Another thing. My sister had on-going problems with her daughter's sleeping arrangements. The problems stopped literally overnight when they found an effective treatment for her exczema. Sometimes it's a health problem so definitely keep your doctor in the loop.
Normally I wouldn't speak of such things so openly (gasp!), but at his age there are certainly sedatives which a doctor can prescribe. The idea is that you would use them to help you with your behavior modification plan then taper them off according to your doctor's directions.
Regards,
Aidan
http://www.PositivePetzine.com
Step 1: get on the same page
Hi, I am FAAARRR from an expert with this sort of thing but we have just been through the same ordeal and come out with a favourable result.
The glaringly obvious thing that you must fix before you will get anywhere is that you and your husband need to be on the same page. You need to be following exactly the same protocol. That much I am sure of.
This is what has worked for us -
1. no pacifier
2. no music ("noise" is OK)
3. no night feeds
4. put baby to bed awake
5. our baby sleeps far better on her stomach, but this does increase the risk of SIDS so you have to be comfortable with the risk. After 6 months of age that risk is reduced but consult a pediatrician for an informed opinion.
If baby wakes we give her time to self-settle. If she isn't settling we lay her back down, give her a reassuring rub on the back, then leave.
You will go through an extinction burst with all the above things should you decide to go down this path, probably quite a strong one. Ethically, we were very concerned about having our baby cry so much that she vomited*, but we were more concerned about a baby who couldn't get a proper sleep.
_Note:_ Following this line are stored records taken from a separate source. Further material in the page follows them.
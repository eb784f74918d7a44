use std::sync::Mutex;
use std::time::Duration;

use tempfile::NamedTempFile;

use ball_track::config::TrackConfig;

static ENV_LOCK: Mutex<()> = Mutex::new(());

fn clear_env() {
    for key in [
        "BALL_TRACK_CONFIG",
        "BALL_TRACK_FPS",
        "BALL_TRACK_SIGNALING_HOST",
        "BALL_TRACK_SIGNALING_PORT",
        "BALL_TRACK_LINK_PORT",
        "BALL_TRACK_REPORT_INTERVAL_MS",
        "BALL_TRACK_MAX_BACKLOG",
    ] {
        std::env::remove_var(key);
    }
}

#[test]
fn loads_config_from_file_and_env_overrides() {
    let _guard = ENV_LOCK.lock().unwrap();
    clear_env();

    let mut file = NamedTempFile::new().expect("temp config");
    let json = r#"{
        "video": {
            "width": 320,
            "height": 240,
            "fps": 25,
            "radius": 12
        },
        "signaling": {
            "host": "10.0.0.2",
            "port": 9000,
            "connect_timeout_ms": 1500
        },
        "link": {
            "port": 9001
        },
        "tracker": {
            "report_interval_ms": 50,
            "max_backlog": 8
        }
    }"#;
    std::io::Write::write_all(&mut file, json.as_bytes()).expect("write config");

    std::env::set_var("BALL_TRACK_CONFIG", file.path());
    std::env::set_var("BALL_TRACK_FPS", "15");
    std::env::set_var("BALL_TRACK_SIGNALING_PORT", "9100");
    std::env::set_var("BALL_TRACK_MAX_BACKLOG", "0");

    let cfg = TrackConfig::load().expect("load config");

    assert_eq!(cfg.video.width, 320);
    assert_eq!(cfg.video.height, 240);
    assert_eq!(cfg.video.fps, 15);
    assert_eq!(cfg.video.radius, 12);
    assert_eq!(cfg.signaling.host, "10.0.0.2");
    assert_eq!(cfg.signaling.port, 9100);
    assert_eq!(cfg.signaling.connect_timeout, Duration::from_millis(1500));
    assert_eq!(cfg.link.host, "127.0.0.1");
    assert_eq!(cfg.link.port, 9001);
    assert_eq!(cfg.report_interval, Duration::from_millis(50));
    assert_eq!(cfg.max_backlog, None);

    clear_env();
}

#[test]
fn defaults_apply_without_a_file() {
    let _guard = ENV_LOCK.lock().unwrap();
    clear_env();

    std::env::set_var("BALL_TRACK_REPORT_INTERVAL_MS", "20");
    std::env::set_var("BALL_TRACK_MAX_BACKLOG", "4");

    let cfg = TrackConfig::load().expect("load config");
    assert_eq!(cfg.video.width, 640);
    assert_eq!(cfg.video.height, 480);
    assert_eq!(cfg.video.fps, 30);
    assert_eq!(cfg.signaling.port, 1234);
    assert_eq!(cfg.report_interval, Duration::from_millis(20));
    assert_eq!(cfg.max_backlog, Some(4));

    clear_env();
}

#[test]
fn rejects_invalid_values() {
    let _guard = ENV_LOCK.lock().unwrap();
    clear_env();

    std::env::set_var("BALL_TRACK_FPS", "fast");
    assert!(TrackConfig::load().is_err());
    clear_env();

    std::env::set_var("BALL_TRACK_REPORT_INTERVAL_MS", "0");
    assert!(TrackConfig::load().is_err());
    clear_env();

    let mut file = NamedTempFile::new().expect("temp config");
    std::io::Write::write_all(&mut file, br#"{"video": {"radius": 400}}"#).expect("write config");
    std::env::set_var("BALL_TRACK_CONFIG", file.path());
    assert!(TrackConfig::load().is_err());
    clear_env();

    let mut file = NamedTempFile::new().expect("temp config");
    std::io::Write::write_all(&mut file, b"{not json").expect("write config");
    std::env::set_var("BALL_TRACK_CONFIG", file.path());
    let err = TrackConfig::load().unwrap_err();
    assert!(err.to_string().contains("invalid config file"));
    clear_env();
}
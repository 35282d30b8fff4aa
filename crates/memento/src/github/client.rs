//! GitHub API client creation and the authenticated-repository fetch.

use std::sync::Arc;

use async_trait::async_trait;
use chrono::{DateTime, Utc};
use octocrab::Octocrab;

use super::convert::to_repo_record;
use super::error::{GitHubError, classify_api_error};
use crate::record::RepoRecord;

/// Repositories requested per page. GitHub caps `per_page` at 100.
pub const PAGE_SIZE: usize = 100;

/// Identity of the authenticated user, for the dashboard header.
#[derive(Debug, Clone, serde::Serialize, serde::Deserialize)]
pub struct ViewerInfo {
    /// Login name.
    pub login: String,
    /// Display name, when the profile has one.
    pub name: Option<String>,
    /// Avatar image URL.
    pub avatar_url: String,
}

/// Source of the authenticated identity's repository list.
///
/// The HTTP API depends on this trait rather than on [`GitHubClient`]
/// directly so the endpoint contract can be exercised without a network.
#[async_trait]
pub trait RepoLister: Send + Sync {
    /// Every repository visible to the identity (owner or collaborator),
    /// most-recently-updated first, all pages drained. All-or-nothing:
    /// a failure on any page yields no partial result.
    async fn list_repositories(&self) -> Result<Vec<RepoRecord>, GitHubError>;

    /// The authenticated identity itself.
    async fn viewer(&self) -> Result<ViewerInfo, GitHubError>;
}

/// Create an authenticated Octocrab instance from an access token.
pub fn create_client(token: &str) -> Result<Octocrab, GitHubError> {
    Octocrab::builder()
        .personal_token(token.to_string())
        .build()
        .map_err(classify_api_error)
}

/// GitHub-backed implementation of [`RepoLister`].
#[derive(Clone)]
pub struct GitHubClient {
    inner: Arc<Octocrab>,
}

impl GitHubClient {
    /// Build a client from an access token.
    pub fn new(token: &str) -> Result<Self, GitHubError> {
        Ok(Self {
            inner: Arc::new(create_client(token)?),
        })
    }

    /// Get a reference to the inner Octocrab client.
    pub fn inner(&self) -> &Octocrab {
        &self.inner
    }

    /// Check the core rate limit and fail fast when it is exhausted.
    pub async fn check_rate_limit(&self) -> Result<(), GitHubError> {
        let rate_limit = self
            .inner
            .ratelimit()
            .get()
            .await
            .map_err(classify_api_error)?;
        let core = &rate_limit.resources.core;

        if core.remaining == 0 {
            let reset_at =
                DateTime::from_timestamp(core.reset as i64, 0).unwrap_or_else(Utc::now);
            return Err(GitHubError::Forbidden {
                reset_at: Some(reset_at),
            });
        }

        Ok(())
    }
}

#[async_trait]
impl RepoLister for GitHubClient {
    async fn list_repositories(&self) -> Result<Vec<RepoRecord>, GitHubError> {
        let mut records: Vec<RepoRecord> = Vec::new();
        let mut page = 1u32;

        loop {
            self.check_rate_limit().await?;

            // visibility=all + affiliation=owner,collaborator widens the
            // listing beyond owned repos; sort=updated is the upstream
            // ordering the dashboard defaults to.
            let route = format!(
                "/user/repos?visibility=all&affiliation=owner,collaborator\
                 &sort=updated&per_page={PAGE_SIZE}&page={page}"
            );

            let batch: Vec<octocrab::models::Repository> = self
                .inner
                .get(route, None::<&()>)
                .await
                .map_err(classify_api_error)?;

            let count = batch.len();
            records.extend(batch.iter().map(to_repo_record));

            tracing::debug!(page, count, total = records.len(), "fetched repository page");

            // A short page means the listing is drained.
            if count < PAGE_SIZE {
                break;
            }

            page += 1;
        }

        Ok(records)
    }

    async fn viewer(&self) -> Result<ViewerInfo, GitHubError> {
        let user: serde_json::Value = self
            .inner
            .get("/user", None::<&()>)
            .await
            .map_err(classify_api_error)?;

        Ok(ViewerInfo {
            login: user
                .get("login")
                .and_then(|v| v.as_str())
                .unwrap_or_default()
                .to_string(),
            name: user.get("name").and_then(|v| v.as_str()).map(String::from),
            avatar_url: user
                .get("avatar_url")
                .and_then(|v| v.as_str())
                .unwrap_or_default()
                .to_string(),
        })
    }
}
(*I should add that we did this under medical supervision in a hospital)
Babies do what works for them. If there is a chance you'll get them up and cradle them or feed them, they'll cry or climb around until you do.
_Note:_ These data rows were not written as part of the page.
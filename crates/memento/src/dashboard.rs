//! The repository browser view-model.
//!
//! Everything here is a pure function of `(records, query)` so the
//! dashboard behaves identically whichever surface renders it: filtering,
//! sorting, and aggregation never touch the network or any hidden state.
//! [`Dashboard`] adds the small load-state machine around refresh.

use std::cmp::Ordering;
use std::collections::HashSet;
use std::fmt;
use std::str::FromStr;

use chrono::{DateTime, Utc};
use serde::{Deserialize, Serialize};

use crate::record::RepoRecord;

/// Sort order for the repository listing.
#[derive(Debug, Clone, Copy, Default, PartialEq, Eq, Serialize, Deserialize)]
#[serde(rename_all = "lowercase")]
pub enum SortKey {
    /// Most recently updated first (the upstream ordering).
    #[default]
    Updated,
    /// Highest star count first.
    Stars,
    /// Name, ascending.
    Name,
}

impl SortKey {
    #[must_use]
    pub fn as_str(self) -> &'static str {
        match self {
            SortKey::Updated => "updated",
            SortKey::Stars => "stars",
            SortKey::Name => "name",
        }
    }
}

impl fmt::Display for SortKey {
    fn fmt(&self, f: &mut fmt::Formatter<'_>) -> fmt::Result {
        f.write_str(self.as_str())
    }
}

impl FromStr for SortKey {
    type Err = String;

    fn from_str(s: &str) -> Result<Self, Self::Err> {
        match s {
            "updated" => Ok(SortKey::Updated),
            "stars" => Ok(SortKey::Stars),
            "name" => Ok(SortKey::Name),
            other => Err(format!(
                "unknown sort key '{other}' (expected updated, stars, or name)"
            )),
        }
    }
}

/// The three independent criteria the browser lets the user vary.
#[derive(Debug, Clone, Default, PartialEq, Eq)]
pub struct RepoQuery {
    /// Free-text search; empty matches everything.
    pub search: String,
    /// Exact language filter; `None` means "all languages".
    pub language: Option<String>,
    pub sort: SortKey,
}

impl RepoQuery {
    /// Whether a record passes the search and language criteria.
    ///
    /// The search term matches case-insensitively against the name or the
    /// description; a record without a description only matches on name.
    /// The language filter is an exact, case-sensitive equality check.
    #[must_use]
    pub fn matches(&self, record: &RepoRecord) -> bool {
        let matches_search = if self.search.is_empty() {
            true
        } else {
            let needle = self.search.to_lowercase();
            record.name.to_lowercase().contains(&needle)
                || record
                    .description
                    .as_ref()
                    .is_some_and(|d| d.to_lowercase().contains(&needle))
        };

        let matches_language = match &self.language {
            None => true,
            Some(filter) => record.language.as_deref() == Some(filter.as_str()),
        };

        matches_search && matches_language
    }
}

/// Compare two records under a sort key.
///
/// Equal keys return `Ordering::Equal`, which together with a stable sort
/// keeps ties in input order.
fn compare(sort: SortKey, a: &RepoRecord, b: &RepoRecord) -> Ordering {
    match sort {
        SortKey::Updated => b.updated_at.cmp(&a.updated_at),
        SortKey::Stars => b.stargazers_count.cmp(&a.stargazers_count),
        // Lowercase folding approximates locale-aware comparison without
        // dragging in a collation library.
        SortKey::Name => a.name.to_lowercase().cmp(&b.name.to_lowercase()),
    }
}

/// Derive the filtered, sorted view of a record sequence.
///
/// The input is untouched; the view borrows from it. With an empty search
/// and no language filter the filter step is the identity.
#[must_use]
pub fn filtered_view<'a>(records: &'a [RepoRecord], query: &RepoQuery) -> Vec<&'a RepoRecord> {
    let mut view: Vec<&RepoRecord> = records.iter().filter(|r| query.matches(r)).collect();
    // Vec::sort_by is stable, which the tie-order contract relies on.
    view.sort_by(|a, b| compare(query.sort, a, b));
    view
}

/// Summary statistics over the full (unfiltered) record sequence.
#[derive(Debug, Clone, Copy, Default, PartialEq, Eq, Serialize)]
pub struct Aggregates {
    /// Total repository count.
    pub total_repos: usize,
    /// Count of distinct non-absent language labels.
    pub languages: usize,
    /// Sum of star counts.
    pub total_stars: u64,
    /// Count of repositories that are not forks.
    pub original_repos: usize,
}

/// Compute aggregates over the full sequence, independent of any filter.
#[must_use]
pub fn aggregates(records: &[RepoRecord]) -> Aggregates {
    let mut languages = HashSet::new();
    let mut total_stars = 0u64;
    let mut original_repos = 0usize;

    for record in records {
        if let Some(language) = &record.language {
            languages.insert(language.as_str());
        }
        total_stars += record.stargazers_count;
        if !record.fork {
            original_repos += 1;
        }
    }

    Aggregates {
        total_repos: records.len(),
        languages: languages.len(),
        total_stars,
        original_repos,
    }
}

/// Distinct non-absent language labels in first-seen order.
#[must_use]
pub fn unique_languages(records: &[RepoRecord]) -> Vec<&str> {
    let mut seen = HashSet::new();
    records
        .iter()
        .filter_map(|r| r.language.as_deref())
        .filter(|lang| seen.insert(*lang))
        .collect()
}

/// What an empty (or non-empty) filtered view means.
///
/// An account with zero repositories is reported differently from a
/// filter that matched nothing.
#[derive(Debug, Clone, Copy, PartialEq, Eq)]
pub enum ListOutcome {
    /// The filtered view has this many entries.
    Matches(usize),
    /// The account has repositories but none pass the current filter.
    NoMatches,
    /// The account has no repositories at all.
    NoRepositories,
}

/// Classify a view against the full sequence it was derived from.
#[must_use]
pub fn classify(total: usize, visible: usize) -> ListOutcome {
    if total == 0 {
        ListOutcome::NoRepositories
    } else if visible == 0 {
        ListOutcome::NoMatches
    } else {
        ListOutcome::Matches(visible)
    }
}

/// Render an update timestamp the way the dashboard shows it.
///
/// Floor division at the 7/30/365-day boundaries, so 13 days is
/// "1 week ago" and 45 days is "1 month ago".
#[must_use]
pub fn format_relative(timestamp: DateTime<Utc>, now: DateTime<Utc>) -> String {
    let days = now.signed_duration_since(timestamp).num_days();

    match days {
        i64::MIN..=0 => "Today".to_string(),
        1 => "Yesterday".to_string(),
        2..=6 => format!("{days} days ago"),
        7..=29 => plural(days / 7, "week"),
        30..=364 => plural(days / 30, "month"),
        _ => plural(days / 365, "year"),
    }
}

fn plural(n: i64, unit: &str) -> String {
    if n == 1 {
        format!("1 {unit} ago")
    } else {
        format!("{n} {unit}s ago")
    }
}

/// The browser state: the full sequence plus the current query and the
/// refresh flag.
///
/// Refresh semantics are last-write-wins: whichever fetch completes last
/// replaces the sequence, regardless of start order. A failed refresh
/// keeps whatever was previously loaded and logs the error; nothing
/// retries automatically.
#[derive(Debug, Default)]
pub struct Dashboard {
    records: Vec<RepoRecord>,
    query: RepoQuery,
    loading: bool,
}

impl Dashboard {
    #[must_use]
    pub fn new(query: RepoQuery) -> Self {
        Self {
            records: Vec::new(),
            query,
            loading: false,
        }
    }

    /// While loading, no repository data is rendered.
    #[must_use]
    pub fn is_loading(&self) -> bool {
        self.loading
    }

    #[must_use]
    pub fn query(&self) -> &RepoQuery {
        &self.query
    }

    pub fn set_query(&mut self, query: RepoQuery) {
        self.query = query;
    }

    /// The full, unfiltered sequence currently held.
    #[must_use]
    pub fn records(&self) -> &[RepoRecord] {
        &self.records
    }

    /// Enter the loading state ahead of a fetch.
    pub fn begin_refresh(&mut self) {
        self.loading = true;
    }

    /// Apply a completed fetch.
    ///
    /// Success replaces the entire sequence; failure leaves the previous
    /// data in place. Either way the loading state ends.
    pub fn finish_refresh<E: fmt::Display>(&mut self, result: Result<Vec<RepoRecord>, E>) {
        match result {
            Ok(records) => self.records = records,
            Err(e) => tracing::error!("failed to fetch repositories: {e}"),
        }
        self.loading = false;
    }

    /// The filtered, sorted view under the current query.
    #[must_use]
    pub fn view(&self) -> Vec<&RepoRecord> {
        filtered_view(&self.records, &self.query)
    }

    /// Aggregates over the full sequence, unaffected by the query.
    #[must_use]
    pub fn stats(&self) -> Aggregates {
        aggregates(&self.records)
    }

    /// Empty-result classification for the current view.
    #[must_use]
    pub fn outcome(&self) -> ListOutcome {
        classify(self.records.len(), self.view().len())
    }
}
It took us a few weeks, but our baby is much happier at night now and self-settles when she wakes.
If it is after 6am, we get her up when she wakes and doesn't sound like she will settle herself.
It's a very difficult problem because there is so much conflicting information and you make very poor choices when you are sleep deprived! Everyone has an opinion, which is why initially I wasn't going to reply ;-) But I know from experience, eventually you start to make some sense of those opinions, add some learning theory, and you come up with a solution.
I must credit my wife with 90% of our success, I just sorted out the learning theory bit and agreed to do whatever she told me to do so we were on the same page.
Sometimes I make mistakes, like the other day I thought Cath had put our baby in the cot because she needed to put her somewhere safe while we had our hands full. Turns out she had put her down to sleep, and I went in and picked her up and played games with her!